- **WHAT NEEDS TO BE DONE**: Show every line below where "Option" appears.
BEGIN
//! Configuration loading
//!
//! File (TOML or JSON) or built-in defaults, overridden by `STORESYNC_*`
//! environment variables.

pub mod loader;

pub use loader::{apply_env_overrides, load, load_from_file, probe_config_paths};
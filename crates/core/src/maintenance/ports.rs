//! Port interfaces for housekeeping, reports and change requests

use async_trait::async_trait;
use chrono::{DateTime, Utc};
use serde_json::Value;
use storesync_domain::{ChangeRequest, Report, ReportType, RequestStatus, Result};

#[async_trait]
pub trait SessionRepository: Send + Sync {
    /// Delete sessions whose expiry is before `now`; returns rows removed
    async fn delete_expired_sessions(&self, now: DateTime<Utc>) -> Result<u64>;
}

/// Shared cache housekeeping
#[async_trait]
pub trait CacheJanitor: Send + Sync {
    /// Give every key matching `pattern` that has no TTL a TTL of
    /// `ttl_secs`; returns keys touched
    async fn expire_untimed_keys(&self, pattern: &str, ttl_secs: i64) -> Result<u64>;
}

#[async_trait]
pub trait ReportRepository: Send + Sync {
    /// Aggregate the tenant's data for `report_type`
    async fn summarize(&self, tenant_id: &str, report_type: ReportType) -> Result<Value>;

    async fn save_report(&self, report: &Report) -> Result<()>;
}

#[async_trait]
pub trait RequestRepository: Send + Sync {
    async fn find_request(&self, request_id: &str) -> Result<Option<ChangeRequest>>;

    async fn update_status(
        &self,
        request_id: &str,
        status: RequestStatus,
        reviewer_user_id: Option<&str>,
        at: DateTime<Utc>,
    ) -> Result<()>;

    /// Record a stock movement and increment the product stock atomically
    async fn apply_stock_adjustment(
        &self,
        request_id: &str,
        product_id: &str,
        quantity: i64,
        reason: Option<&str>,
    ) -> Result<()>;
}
END
- **SOLUTION FOR THIS EXERCISE**:
    async fn find_request(&self, request_id: &str) -> Result<Option<ChangeRequest>>;
        reviewer_user_id: Option<&str>,
        reason: Option<&str>,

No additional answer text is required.